Iran, which says its nuclear activities are peaceful, says the material is for its Tehran research reactor to make isotopes for cancer treatments, but Western powers believe it has a much more sinister and destructive purpose.
"This is a provocative act which further undermines Iran's claims that its programme is entirely civilian in nature," British Foreign Secretary William Hague said, echoing the concerns of Washington, Berlin, Paris and elsewhere.
Mark Fitzpatrick from the International Institute for Strategic Studies (IISS) said that the action brings Tehran "closer to being able to quickly produce enough fissile material for a nuclear weapon,"
IAEA spokeswoman Gill Tudor said that all nuclear material "remains under the Agency's containment and surveillance" at Fordo.
But the fear is that if Iran decided to expel IAEA inspectors and enrich uranium to weapons-grade purity, Fordo would enable them to produce enough fissile material in a short space of time.
France called the move to enrich uranium at the mountain bunker a "particularly grave violation by Iran of international law."
This, Paris said, leaves "no choice but to strengthen international sanctions and to adopt, with our European partners and all willing countries, measures of an unprecedented scale and severity."
Israel is already preparing for Iran to become a nuclear power and has accepted it may happen within a year, the London Times reported, citing an Israeli security report.
Mark Hibbs from the Carnegie Endowment for International Peace think-tank said: "Israel, which has already warned Iran that it could take military action against installations, is very very worried by this facility ... We are moving into dangerous territory."
Enriching uranium is one of three main areas needed to develop a nuclear arsenal.
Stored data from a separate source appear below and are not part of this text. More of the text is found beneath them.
//! # Mock Scene Runtime
//!
//! An in-memory [`SceneRuntime`] that records every primitive call.
//! Used by the crate's tests and benches, and handy for exercising pooling
//! logic without an engine.

use std::collections::HashMap;

use reservoir_core::{LifecycleEmitter, PoolObject, Quat, Vec3};

use crate::scene::{GroupId, Prefab, PrefabKey, SceneObject, SceneRuntime, CLONE_SUFFIX};

/// A named template.
#[derive(Clone, Debug, PartialEq, Eq)]
pub struct MockPrefab {
    key: PrefabKey,
    name: String,
}

impl MockPrefab {
    /// Creates a prefab with the given key and name.
    #[must_use]
    pub fn new(key: u64, name: &str) -> Self {
        Self {
            key: PrefabKey(key),
            name: name.to_owned(),
        }
    }
}

impl Prefab for MockPrefab {
    fn key(&self) -> PrefabKey {
        self.key
    }

    fn name(&self) -> &str {
        &self.name
    }
}

/// A hook or marker observed by a [`MockObject`].
#[derive(Clone, Copy, Debug, PartialEq)]
pub enum MockHook {
    /// `on_object_creation`.
    Created,
    /// `on_object_recycled`, with the position at that moment.
    Recycled(Vec3),
    /// `on_object_deactivation`.
    Deactivated,
    /// `on_object_destruction`.
    Destroyed,
    /// A caller-supplied marker.
    Marked(&'static str),
}

/// A scene object that records its hooks.
#[derive(Debug)]
pub struct MockObject {
    serial: u64,
    prefab: PrefabKey,
    name: String,
    parent: Option<GroupId>,
    position: Vec3,
    rotation: Quat,
    active: bool,
    persistent: bool,
    emitter: Option<LifecycleEmitter>,
    hooks: Vec<MockHook>,
}

impl MockObject {
    /// Unique serial assigned by the runtime.
    #[must_use]
    pub fn serial(&self) -> u64 {
        self.serial
    }

    /// Key of the prefab this object was instantiated from.
    #[must_use]
    pub fn prefab(&self) -> PrefabKey {
        self.prefab
    }

    /// Current parent group.
    #[must_use]
    pub fn parent(&self) -> Option<GroupId> {
        self.parent
    }

    /// Current position.
    #[must_use]
    pub fn position(&self) -> Vec3 {
        self.position
    }

    /// Current rotation.
    #[must_use]
    pub fn rotation(&self) -> Quat {
        self.rotation
    }

    /// Hooks observed so far, oldest first.
    #[must_use]
    pub fn hooks(&self) -> &[MockHook] {
        &self.hooks
    }

    /// Number of times `hook` was observed.
    #[must_use]
    pub fn count_hook(&self, hook: MockHook) -> usize {
        self.hooks.iter().filter(|&&seen| seen == hook).count()
    }

    /// Records a caller-supplied marker.
    pub fn mark(&mut self, label: &'static str) {
        self.hooks.push(MockHook::Marked(label));
    }

    /// Flags the object to survive world-lifecycle teardown.
    pub fn set_persistent(&mut self, persistent: bool) {
        self.persistent = persistent;
    }

    /// Reports, as the object itself, that it is done.
    pub fn finish(&self) {
        if let Some(emitter) = &self.emitter {
            emitter.deactivated();
        }
    }

    /// Reports, as the object itself, that it was destroyed.
    pub fn self_destruct(&self) {
        if let Some(emitter) = &self.emitter {
            emitter.destroyed();
        }
    }
}

impl PoolObject for MockObject {
    fn on_object_creation(&mut self) {
        self.hooks.push(MockHook::Created);
    }

    fn on_object_recycled(&mut self) {
        self.hooks.push(MockHook::Recycled(self.position));
    }

    fn on_object_deactivation(&mut self) {
        self.hooks.push(MockHook::Deactivated);
    }

    fn on_object_destruction(&mut self) {
        self.hooks.push(MockHook::Destroyed);
    }

    fn is_active(&self) -> bool {
        self.active
    }

    fn set_active(&mut self, active: bool) {
        self.active = active;
    }

    fn dont_destroy_on_load(&self) -> bool {
        self.persistent
    }

    fn bind_lifecycle(&mut self, emitter: LifecycleEmitter) {
        self.emitter = Some(emitter);
    }
}

impl SceneObject for MockObject {
    fn name(&self) -> &str {
        &self.name
    }

    fn set_name(&mut self, name: String) {
        self.name = name;
    }

    fn set_parent(&mut self, group: GroupId) {
        self.parent = Some(group);
    }

    fn set_placement(&mut self, position: Vec3, rotation: Quat) {
        self.position = position;
        self.rotation = rotation;
    }
}

/// Runtime that keeps everything in memory.
#[derive(Debug, Default)]
pub struct MockRuntime {
    next_serial: u64,
    next_group: u64,
    instantiated: usize,
    destroyed: Vec<(u64, Vec<MockHook>)>,
    groups: HashMap<GroupId, String>,
    destroyed_groups: Vec<GroupId>,
    refuse_instantiation: bool,
}

impl MockRuntime {
    /// Makes every later `instantiate` call fail (or succeed again).
    pub fn set_refuse_instantiation(&mut self, refuse: bool) {
        self.refuse_instantiation = refuse;
    }

    /// Number of objects instantiated.
    #[must_use]
    pub fn instantiated(&self) -> usize {
        self.instantiated
    }

    /// Serials and final hook logs of destroyed objects, in destruction order.
    #[must_use]
    pub fn destroyed(&self) -> &[(u64, Vec<MockHook>)] {
        &self.destroyed
    }

    /// Returns true if the object with `serial` was destroyed.
    #[must_use]
    pub fn was_destroyed(&self, serial: u64) -> bool {
        self.destroyed.iter().any(|(seen, _)| *seen == serial)
    }

    /// Objects instantiated and not yet destroyed.
    #[must_use]
    pub fn live_objects(&self) -> usize {
        self.instantiated - self.destroyed.len()
    }

    /// Groups created and not yet destroyed.
    #[must_use]
    pub fn live_groups(&self) -> usize {
        self.groups.len()
    }

    /// Name of a live group.
    #[must_use]
    pub fn group_name(&self, group: GroupId) -> Option<&str> {
        self.groups.get(&group).map(String::as_str)
    }

    /// Groups destroyed so far.
    #[must_use]
    pub fn destroyed_groups(&self) -> &[GroupId] {
        &self.destroyed_groups
    }
}

impl SceneRuntime for MockRuntime {
    type Prefab = MockPrefab;
    type Object = MockObject;

    fn instantiate(&mut self, prefab: &MockPrefab) -> Option<MockObject> {
        if self.refuse_instantiation {
            return None;
        }
        self.next_serial += 1;
        self.instantiated += 1;
        Some(MockObject {
            serial: self.next_serial,
            prefab: prefab.key(),
            name: format!("{}{}", prefab.name(), CLONE_SUFFIX),
            parent: None,
            position: Vec3::ZERO,
            rotation: Quat::IDENTITY,
            active: true,
            persistent: false,
            emitter: None,
            hooks: Vec::new(),
        })
    }

    fn destroy(&mut self, object: MockObject) {
        self.destroyed.push((object.serial, object.hooks));
    }

    fn create_group(&mut self, name: &str) -> GroupId {
        self.next_group += 1;
        let group = GroupId(self.next_group);
        self.groups.insert(group, name.to_owned());
        group
    }

    fn destroy_group(&mut self, group: GroupId) {
        if self.groups.remove(&group).is_some() {
            self.destroyed_groups.push(group);
        }
    }
}
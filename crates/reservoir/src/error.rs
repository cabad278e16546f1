//! # Registry Error Types

use reservoir_core::PoolError;
use thiserror::Error;

use crate::scene::PrefabKey;

/// Errors that can occur in registry operations.
#[derive(Error, Debug, Clone, PartialEq, Eq)]
pub enum RegistryError {
    /// No pool is registered for the key.
    #[error("no pool registered for {0}")]
    NoSuchPool(PrefabKey),

    /// The pool rejected the operation.
    #[error(transparent)]
    Pool(#[from] PoolError),

    /// A configuration preset could not be parsed.
    #[error("malformed registry configuration: {0}")]
    MalformedConfig(String),
}

/// Result type for registry operations.
pub type RegistryResult<T> = Result<T, RegistryError>;
//! # Reservoir
//!
//! Pools of engine-managed scene objects and the registry that multiplexes
//! them.
//!
//! ## Architecture
//!
//! ```text
//! ┌─────────────────────────────────────────────────────────────────────┐
//! │                           PoolRegistry                              │
//! │   prefab key ──> GameObjectPool          [add|recycle|deact|disp]   │
//! │                     │                        deferred queues        │
//! │                     ▼                                               │
//! │               ObjectPool<SceneSpawner>  (reservoir_core)            │
//! │                     │                                               │
//! │                     ▼                                               │
//! │               SceneRuntime  (instantiate / destroy / groups)        │
//! └─────────────────────────────────────────────────────────────────────┘
//! ```
//!
//! ## Modules
//!
//! - `scene`: the engine boundary
//! - `game_pool`: scene object pools
//! - `registry`: the pool manager and its per-tick drain
//! - `request`: deferred request queues
//! - `config`: registry configuration and world events
//! - `mock`: an in-memory runtime for tests and tools
//!
//! ## Example
//!
//! ```rust,ignore
//! let runtime = runtime_handle(MyEngine::new());
//! let mut pools = PoolRegistry::new(runtime, RegistryConfig::default());
//!
//! pools.request_recycle_then(&bullet, |pools, id| {
//!     if let Some(id) = id {
//!         pools.get_mut(id).map(|b| b.fire());
//!     }
//! });
//!
//! // once per tick, after game logic
//! pools.drain();
//! ```

#![deny(missing_docs)]
#![deny(unsafe_code)]
#![deny(clippy::all)]
#![warn(clippy::pedantic)]
#![deny(clippy::perf)]

pub mod config;
pub mod error;
pub mod game_pool;
pub mod mock;
pub mod registry;
pub mod request;
pub mod scene;

pub use config::{RegistryConfig, WorldEvent};
pub use error::{RegistryError, RegistryResult};
pub use game_pool::{GameObjectPool, SceneSpawner};
pub use registry::PoolRegistry;
pub use request::{Completion, DrainReport, PreRecycleHook, RequestKind};
pub use scene::{
    runtime_handle, strip_clone_suffix, GroupId, Prefab, PrefabKey, RuntimeHandle, SceneObject,
    SceneRuntime, CLONE_SUFFIX,
};

pub use reservoir_core::{
    LifecycleEmitter, LimitHandling, ObjectId, PoolConfig, PoolObject, Quat, TeardownReport, Vec3,
};
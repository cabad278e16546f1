//! # Registry Drain Benchmark
//!
//! Cost of queueing and draining a tick's worth of deferred requests
//! through the mock runtime.

#![allow(missing_docs)]

use std::hint::black_box;

use criterion::{criterion_group, criterion_main, Criterion};
use reservoir::mock::{MockPrefab, MockRuntime};
use reservoir::{runtime_handle, PoolConfig, PoolRegistry, RegistryConfig};

const REQUESTS_PER_TICK: usize = 256;

fn bench_drain(c: &mut Criterion) {
    let config = RegistryConfig {
        default_pool: PoolConfig {
            initial_size: REQUESTS_PER_TICK,
            ..PoolConfig::default()
        },
        ..RegistryConfig::default()
    };
    let mut registry = PoolRegistry::new(runtime_handle(MockRuntime::default()), config);
    let prefabs: Vec<_> = (0..4)
        .map(|key| MockPrefab::new(key, &format!("Prefab{key}")))
        .collect();

    c.bench_function("registry_drain_256_recycle_deactivate", |b| {
        b.iter(|| {
            for i in 0..REQUESTS_PER_TICK {
                let prefab = prefabs[i % prefabs.len()].clone();
                registry.request_recycle_then(&prefabs[i % prefabs.len()], move |registry, id| {
                    if let Some(id) = id {
                        registry.request_deactivation(&prefab, id);
                    }
                });
            }
            black_box(registry.drain())
        });
    });
}

fn bench_immediate(c: &mut Criterion) {
    let mut registry =
        PoolRegistry::new(runtime_handle(MockRuntime::default()), RegistryConfig::default());
    let prefab = MockPrefab::new(1, "Bullet");

    c.bench_function("registry_immediate_recycle_deactivate", |b| {
        b.iter(|| {
            if let Some(id) = registry.recycle(&prefab) {
                let _ = registry.deactivate(&prefab, id);
            }
        });
    });
}

criterion_group!(benches, bench_drain, bench_immediate);
criterion_main!(benches);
Iran would also need to make the enriched uranium weapons-ready in a warhead and manufacture a missile to carry it to target.
A report from the IAEA in November, the agency's hardest-hitting to date, included evidence that Western powers said confirmed Iranian efforts in these other two areas.
The United States, the European Union and other allies have sought to tighten the screw since the report -- which Iran dismissed as "baseless" -- by targeting Tehran's crucial oil sector and its central bank.
But analysts said that Iran, which they say is clearly feeling the pinch from the heightened sanctions, could also be planning to use Fordo to strengthen its hand in talks with the West.
"They appear to have taken the decision to acquire a nuclear weapons capability, but not a decision to build the bomb. And that means that they can be dissuaded from doing that," said Albright, now at the Washington-based Institute for Science and International Security (ISIS).
"Because of the opaque nature of leadership in Iran and the lack of deep knowledge on how the leadership is thinking, this escalation could represent an effort by Iran to stake out a tough negotiating position," echoed Hibbs.
Tensions have also been stoked by Iran showing off what it said was a CIA drone it captured using cyberwarfare, while in October Washington alleged Iranian involvement in a suspected plot to assassinate the Saudi ambassador to the US.
Iran, where a judge on Monday reportedly sentenced to death a US-Iranian former Marine for "membership of the CIA", has also threatened to close the Strait of Hormuz, a chokepoint for 20 percent of the world's oil.
US Defense Secretary Leon Panetta warned on Sunday that any such move would cross a "red line" and "we would take action and reopen the strait."
Meanwhile Nuland condemned the death sentence handed to US-Iranian ex-Marine Amir Mirzai Hekmati in Iran and said allegations that he worked for the CIA were "false."
Iran's supreme leader Ayatollah Ali Khamenei said that Tehran will not bow to sanctions, in comments broadcast on state television on Monday.